Activity. The expected response is a copy of every line in the entries below that includes the word "super".

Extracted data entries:
* * * * *

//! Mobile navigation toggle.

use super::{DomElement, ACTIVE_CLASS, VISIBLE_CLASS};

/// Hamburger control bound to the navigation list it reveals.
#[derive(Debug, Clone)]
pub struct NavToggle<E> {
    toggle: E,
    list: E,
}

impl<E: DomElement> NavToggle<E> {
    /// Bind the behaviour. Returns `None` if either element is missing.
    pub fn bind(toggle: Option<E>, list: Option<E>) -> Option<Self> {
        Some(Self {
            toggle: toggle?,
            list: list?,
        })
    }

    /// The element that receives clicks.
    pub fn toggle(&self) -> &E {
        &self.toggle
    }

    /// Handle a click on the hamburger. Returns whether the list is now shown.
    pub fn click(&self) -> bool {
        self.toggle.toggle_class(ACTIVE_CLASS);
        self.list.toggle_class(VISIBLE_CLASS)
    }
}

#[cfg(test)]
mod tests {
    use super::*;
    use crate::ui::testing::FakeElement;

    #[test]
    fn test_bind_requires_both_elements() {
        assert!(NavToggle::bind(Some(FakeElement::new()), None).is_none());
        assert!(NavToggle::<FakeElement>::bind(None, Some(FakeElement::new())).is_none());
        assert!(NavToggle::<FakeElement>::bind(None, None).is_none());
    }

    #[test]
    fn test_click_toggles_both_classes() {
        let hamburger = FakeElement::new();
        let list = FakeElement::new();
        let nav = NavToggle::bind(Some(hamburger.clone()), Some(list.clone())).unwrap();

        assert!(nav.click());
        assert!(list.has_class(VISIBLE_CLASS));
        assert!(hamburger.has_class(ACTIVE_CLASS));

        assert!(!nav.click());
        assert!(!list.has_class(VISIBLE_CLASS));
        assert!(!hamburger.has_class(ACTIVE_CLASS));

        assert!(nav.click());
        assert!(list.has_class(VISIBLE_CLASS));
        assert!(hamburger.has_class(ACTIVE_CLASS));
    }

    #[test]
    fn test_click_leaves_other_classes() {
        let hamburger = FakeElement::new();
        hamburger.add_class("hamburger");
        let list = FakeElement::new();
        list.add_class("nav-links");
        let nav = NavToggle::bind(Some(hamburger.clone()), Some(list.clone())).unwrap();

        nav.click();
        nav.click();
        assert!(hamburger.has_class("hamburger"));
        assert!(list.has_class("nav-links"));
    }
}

* * * * *

Result of the task.
use super::{DomElement, ACTIVE_CLASS, VISIBLE_CLASS};
    use super::*;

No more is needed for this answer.